RECORDS SUPPLIED.
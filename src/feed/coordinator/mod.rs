//! Sequential feed synchronization.
//!
//! A coordinator owns a FIFO queue of feed ids and syncs them strictly one
//! at a time: load metadata from the store, fetch, parse, drop known and
//! out-of-window items, persist, report, then dequeue the next feed.
//! At most one feed request is in flight no matter how long the queue is,
//! which bounds outbound connections through a shared proxy and keeps
//! progress reporting ordered.
//!
//! The coordinator runs as an actor: [`FeedSyncCoordinator::spawn`] starts
//! it and returns a [`FeedSyncHandle`] for commands plus a receiver of
//! [`SyncEvent`]s.
//!
//! ```ignore
//! let (handle, mut events) = FeedSyncCoordinator::new(db, RssParser, fetcher).spawn();
//! handle.request_feed_sync(vec![1, 2, 3]).await?;
//! while let Some(event) = events.recv().await {
//!     if let SyncEvent::Complete = event { break; }
//! }
//! ```

mod handle;
mod messages;
mod runner;

use std::sync::Arc;
use tokio::sync::mpsc;

pub use handle::{CoordinatorStopped, FeedSyncHandle};

use super::{FeedParser, ParsedItem};
use crate::fetch::{Fetch, ProxyConfig};
use crate::storage::FeedStore;
use runner::SyncActor;

/// Capacity of the command and event channels.
const CHANNEL_CAPACITY: usize = 64;

/// Where the coordinator's state machine currently is.
#[derive(Debug, Clone, Copy, PartialEq, Eq)]
pub enum SyncState {
    /// Nothing requested yet.
    Idle,
    /// This feed's fetch is in flight.
    Fetching(i64),
    /// The last queue has been fully processed.
    Draining,
}

/// Input to one sync cycle, built when a feed is dequeued.
#[derive(Debug, Clone)]
pub struct FeedSyncRequest {
    pub feed_id: i64,
    pub proxy: ProxyConfig,
}

/// Output of one completed sync cycle.
///
/// `new_items` excludes duplicates and anything outside the date window, and
/// has already been persisted.
#[derive(Debug, Clone, PartialEq, Eq)]
pub struct FeedSyncResult {
    pub feed_id: i64,
    pub new_items: Vec<ParsedItem>,
}

/// Notifications emitted by a running coordinator.
#[derive(Debug, Clone, PartialEq, Eq)]
pub enum SyncEvent {
    /// A feed was dequeued. `position` is 1-based within the latest request.
    Started {
        feed_id: i64,
        position: usize,
        total: usize,
    },
    /// A feed finished, successfully or not. Fired exactly once per dequeued feed.
    Progress(FeedSyncResult),
    /// The queue drained.
    Complete,
    /// The worker for `feed_id` panicked; a `Progress` with no items follows.
    TaskPanicked { feed_id: i64, error: String },
}

/// Builder for a feed sync actor.
pub struct FeedSyncCoordinator<S, P, F> {
    store: Arc<S>,
    parser: Arc<P>,
    fetcher: Arc<F>,
    proxy: ProxyConfig,
}

impl<S, P, F> FeedSyncCoordinator<S, P, F>
where
    S: FeedStore,
    P: FeedParser,
    F: Fetch,
{
    pub fn new(store: Arc<S>, parser: Arc<P>, fetcher: Arc<F>) -> Self {
        Self {
            store,
            parser,
            fetcher,
            proxy: ProxyConfig::none(),
        }
    }

    pub fn with_proxy(mut self, proxy: ProxyConfig) -> Self {
        self.proxy = proxy;
        self
    }

    /// Start the actor on the current Tokio runtime.
    pub fn spawn(self) -> (FeedSyncHandle, mpsc::Receiver<SyncEvent>) {
        let (command_tx, command_rx) = mpsc::channel(CHANNEL_CAPACITY);
        let (event_tx, event_rx) = mpsc::channel(CHANNEL_CAPACITY);

        let actor = SyncActor::new(
            self.store,
            self.parser,
            self.fetcher,
            self.proxy,
            command_rx,
            event_tx,
        );
        tokio::spawn(actor.run());

        (FeedSyncHandle::new(command_tx), event_rx)
    }
}
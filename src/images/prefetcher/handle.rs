use thiserror::Error;
use tokio::sync::{mpsc, oneshot};

use super::messages::PrefetchCommand;
use super::PrefetchContext;
use crate::feed::ParsedItem;
use crate::fetch::ProxyConfig;

#[derive(Debug, Error, Clone, Copy, PartialEq, Eq)]
#[error("Image prefetcher has stopped")]
pub struct PrefetcherStopped;

/// Cloneable front end of a running image prefetcher.
#[derive(Clone)]
pub struct PrefetchHandle {
    sender: mpsc::Sender<PrefetchCommand>,
}

impl PrefetchHandle {
    pub(super) fn new(sender: mpsc::Sender<PrefetchCommand>) -> Self {
        Self { sender }
    }

    /// Fetch every image referenced by `items` into the cache.
    ///
    /// Starts immediately when idle. Otherwise the running job is told to
    /// stop at its next image and this request replaces any request already
    /// waiting behind it.
    pub async fn prefetch_images(
        &self,
        items: Vec<ParsedItem>,
        context: PrefetchContext,
    ) -> Result<(), PrefetcherStopped> {
        self.sender
            .send(PrefetchCommand::Prefetch { items, context })
            .await
            .map_err(|_| PrefetcherStopped)
    }

    pub async fn set_proxy(&self, proxy: ProxyConfig) -> Result<(), PrefetcherStopped> {
        self.sender
            .send(PrefetchCommand::SetProxy { proxy })
            .await
            .map_err(|_| PrefetcherStopped)
    }

    /// True while a job is running or waiting.
    pub async fn is_busy(&self) -> Result<bool, PrefetcherStopped> {
        let (reply, rx) = oneshot::channel();
        self.sender
            .send(PrefetchCommand::IsBusy { reply })
            .await
            .map_err(|_| PrefetcherStopped)?;
        rx.await.map_err(|_| PrefetcherStopped)
    }
}
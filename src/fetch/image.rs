use std::sync::Arc;

/// Format of a fetched image.
///
/// Raster formats are identified by the `image` crate from their magic
/// bytes. SVG is text, so it gets a separate sniff.
#[derive(Debug, Clone, Copy, PartialEq, Eq)]
pub enum ImageFormat {
    Raster(::image::ImageFormat),
    Svg,
}

impl ImageFormat {
    /// Sniff the format from the first bytes of a payload.
    pub fn detect(bytes: &[u8]) -> Option<Self> {
        if let Ok(format) = ::image::guess_format(bytes) {
            return Some(Self::Raster(format));
        }
        is_svg(bytes).then_some(Self::Svg)
    }

    pub fn mime_type(self) -> &'static str {
        use ::image::ImageFormat as Raster;

        match self {
            Self::Svg => "image/svg+xml",
            Self::Raster(Raster::Png) => "image/png",
            Self::Raster(Raster::Jpeg) => "image/jpeg",
            Self::Raster(Raster::Gif) => "image/gif",
            Self::Raster(Raster::WebP) => "image/webp",
            Self::Raster(Raster::Avif) => "image/avif",
            Self::Raster(Raster::Bmp) => "image/bmp",
            Self::Raster(Raster::Ico) => "image/x-icon",
            Self::Raster(Raster::Tiff) => "image/tiff",
            Self::Raster(_) => "application/octet-stream",
        }
    }
}

/// Skip BOM, whitespace and an XML prolog, then look for the root tag.
fn is_svg(bytes: &[u8]) -> bool {
    let head = &bytes[..bytes.len().min(512)];
    let text = String::from_utf8_lossy(head);
    let trimmed = text.trim_start_matches('\u{feff}').trim_start();
    trimmed.starts_with("<svg") || (trimmed.starts_with("<?xml") && trimmed.contains("<svg"))
}

/// Raw image bytes plus the detected format.
///
/// `Image::empty()` is the failure value returned by image fetches; it is
/// never stored in the image cache. Cloning shares the underlying buffer.
#[derive(Debug, Clone, PartialEq, Eq)]
pub struct Image {
    data: Arc<[u8]>,
    format: Option<ImageFormat>,
}

impl Image {
    pub fn empty() -> Self {
        Self {
            data: Arc::from(Vec::<u8>::new()),
            format: None,
        }
    }

    /// Wrap fetched bytes. Payloads that are not a recognizable image
    /// (an HTML error page served with 200, for instance) become empty.
    pub fn from_bytes(bytes: Vec<u8>) -> Self {
        match ImageFormat::detect(&bytes) {
            Some(format) => Self {
                data: Arc::from(bytes),
                format: Some(format),
            },
            None => Self::empty(),
        }
    }

    pub fn is_empty(&self) -> bool {
        self.data.is_empty()
    }

    pub fn len(&self) -> usize {
        self.data.len()
    }

    pub fn bytes(&self) -> &[u8] {
        &self.data
    }

    pub fn format(&self) -> Option<ImageFormat> {
        self.format
    }
}

impl Default for Image {
    fn default() -> Self {
        Self::empty()
    }
}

WHAT YOU WILL DO. Among the lines above, find those with the string "position" and copy them.

EXERCISE RESULT.
    /// A feed was dequeued. `position` is 1-based within the latest request.
        position: usize,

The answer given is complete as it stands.